Exercise goal.
Give only the number of lines in the following entries where "RecvError" appears.

____________

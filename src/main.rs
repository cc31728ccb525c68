use anyhow::Result;
use clap::Parser;
use std::path::PathBuf;
use std::sync::Arc;
use std::time::Instant;
use tokio::signal;
use tokio::sync::broadcast;
use tokio::time::Duration;
use tracing::{error, info, warn};

mod config;
mod error;
mod events;
mod services;
mod utils;

use config::Config;
use error::ShellError;
use events::ShellEvent;
use services::shell_manager::dry_run::spawn_tablet_mode_toggler;
use services::service_locator::{SessionClock, SettingsService};
use services::shell_manager::ShellHandler;
use services::{
    create_transport, ui_channel, BuiltinServiceFactory, CompositorSession, HandlerDiscovery,
    HeadlessUi, ShellManager, ShellUiTrait,
};

#[derive(Parser, Debug)]
#[command(name = "tideshell")]
#[command(about = "Управляющий слой оболочки рабочего стола: выбор оболочки и сессия с композитором")]
struct Args {
    /// Путь к файлу конфигурации
    #[arg(short, long, default_value = "tideshell.toml")]
    config: String,

    /// Режим сухого запуска (встроенный композитор вместо настоящего)
    #[arg(long)]
    dry_run: bool,

    /// Уровень логирования (перекрывает logging.level)
    #[arg(long)]
    log_level: Option<String>,

    /// Каталог с оболочками (перекрывает shells.directory)
    #[arg(long)]
    shells_dir: Option<PathBuf>,
}

#[tokio::main(flavor = "current_thread")]
async fn main() -> Result<()> {
    let started = Instant::now();
    let args = Args::parse();

    // Загрузка конфигурации
    let mut config = Config::load(&args.config)?;
    if let Some(dir) = &args.shells_dir {
        config.shells.directory = dir.clone();
    }

    // Инициализация системы логирования
    // Уровень из командной строки перекрывает фильтр конфигурации
    let directives = match &args.log_level {
        Some(level) => level.clone(),
        None if !config.logging.filter.is_empty() => {
            format!("{},{}", config.logging.level, config.logging.filter)
        }
        None => config.logging.level.clone(),
    };
    init_tracing(&directives, &config.logging.format)?;

    info!("Запуск tideshell v{}", env!("CARGO_PKG_VERSION"));
    info!("Конфигурация загружена из: {}", args.config);

    if args.dry_run {
        warn!("Режим сухого запуска - используется встроенный композитор");
    }

    let config = Arc::new(config);

    // UI живёт в отдельной задаче и общается с ядром только через канал
    let (ui_tx, ui_rx) = ui_channel();
    let ui: Box<dyn ShellUiTrait + Send> = Box::new(HeadlessUi::new(ui_rx));
    let ui_handle = tokio::spawn(async move {
        if let Err(e) = ui.run().await {
            error!("Ошибка в UI: {}", e);
        }
    });

    // Соединение с композитором; без него оболочка не работает
    let transport = create_transport(&config, args.dry_run).await?;
    let factory = Box::new(BuiltinServiceFactory::new(Arc::clone(&config), started));
    let mut session =
        CompositorSession::new(Arc::clone(&config), transport, ui_tx.clone(), factory, started);
    let mut shell_events = session.subscribe();

    session.bind_globals().await?;

    // Выбор оболочки
    let mut manager = ShellManager::new(ui_tx);
    let mut handlers = HandlerDiscovery::load_handlers(&config.shells.directory, &mut manager);
    let mut toggler = None;
    if handlers.is_empty() && args.dry_run {
        warn!("Оболочки не найдены, используются встроенные обработчики");
        handlers = HandlerDiscovery::builtin_handlers(&mut manager);
        if let Some(tablet) = handlers.iter().find(|h| !h.is_willing()) {
            toggler = Some(spawn_tablet_mode_toggler(
                Arc::clone(tablet),
                Duration::from_secs(15),
            ));
        }
    }
    manager.update_shell()?;
    info!(
        "Обработчиков оболочки: {}, активная: {:?} ({:?})",
        manager.len(),
        manager.shell(),
        manager.shell_directory()
    );

    for (key, modifiers) in config.key_bindings() {
        session.add_key_binding(key, modifiers).await?;
    }

    session.create().await?;
    log_startup_summary(&mut session);
    info!("Все компоненты инициализированы");

    // Основной цикл: события композитора, обработчиков оболочки и сигнал завершения
    let outcome: Result<()> = loop {
        tokio::select! {
            event = session.next_event() => {
                match event {
                    Ok(event) => {
                        if let Err(e) = session.dispatch(event).await {
                            if e.is_fatal() {
                                break Err(e.into());
                            }
                            warn!("Ошибка обработки события композитора: {}", e);
                        }
                    }
                    Err(e) if e.is_fatal() || matches!(e, ShellError::Io(_)) => {
                        error!("Соединение с композитором потеряно: {}", e);
                        break Err(e.into());
                    }
                    Err(e) => warn!("Ошибка чтения события композитора: {}", e),
                }
            }
            Some(event) = manager.next_event() => {
                if let Err(e) = manager.handle_event(event) {
                    break Err(e.into());
                }
                debug_if_enabled!(
                    "Оболочка {:?}, ресурсы в {:?}",
                    manager.shell(),
                    manager.shell_directory()
                );
            }
            shell_event = shell_events.recv() => {
                match shell_event {
                    Ok(ShellEvent::KeyBindingTriggered(id)) => info!("Привязка клавиш #{} сработала", id),
                    Ok(ShellEvent::WindowsChanged) => {
                        debug_if_enabled!("Открытых окон: {}", session.windows().len());
                    }
                    Ok(ShellEvent::WorkspacesChanged) => {
                        debug_if_enabled!("Рабочих столов: {}", session.workspaces().len());
                    }
                    Ok(event) => debug_if_enabled!("Событие оболочки: {:?}", event),
                    Err(broadcast::error::RecvError::Lagged(n)) => {
                        warn!("Пропущено {} событий оболочки", n);
                    }
                    Err(broadcast::error::RecvError::Closed) => {}
                }
            }
            result = signal::ctrl_c() => {
                match result {
                    Ok(()) => info!("Получен сигнал завершения (Ctrl+C)"),
                    Err(err) => error!("Ошибка при ожидании сигнала завершения: {}", err),
                }
                break Ok(());
            }
        }
    };

    info!("Завершение работы...");

    info!("Активная оболочка при завершении: {:?}", manager.shell());
    if let Err(e) = session.shutdown().await {
        warn!("Сессия композитора завершена с ошибкой: {}", e);
    }
    info!("Состояние сессии: {:?}", session.state());
    drop(handlers);

    if let Some(toggler) = toggler {
        toggler.abort();
    }
    ui_handle.abort();

    info!("tideshell завершил работу");
    outcome
}

/// Сводка запуска через встроенные сервисы сессии
fn log_startup_summary(session: &mut CompositorSession) {
    let requested = session
        .lookup_service("settings")
        .and_then(|service| {
            service
                .downcast_ref::<SettingsService>()
                .map(|settings| settings.config().startup.initial_workspaces)
        })
        .unwrap_or_default();
    info!(
        "Мониторов: {}, рабочих столов: {} из {}, привязок клавиш: {}",
        session.outputs().len(),
        session.workspaces().len(),
        requested,
        session.key_bindings().len()
    );

    if let Some(clock) = session.lookup_service("session-clock") {
        if let Some(clock) = clock.downcast_ref::<SessionClock>() {
            info!("Запуск занял {:?}", clock.elapsed());
        }
    }
}

fn init_tracing(level: &str, format: &str) -> Result<()> {
    use tracing_subscriber::{layer::SubscriberExt, util::SubscriberInitExt, EnvFilter};

    let filter = EnvFilter::try_from_default_env()
        .or_else(|_| EnvFilter::try_new(level))?;

    let fmt_layer = tracing_subscriber::fmt::layer();
    let registry = tracing_subscriber::registry().with(filter);
    if format == "compact" {
        registry.with(fmt_layer.compact()).init();
    } else {
        registry.with(fmt_layer).init();
    }

    Ok(())
}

____________

Result of this task.
2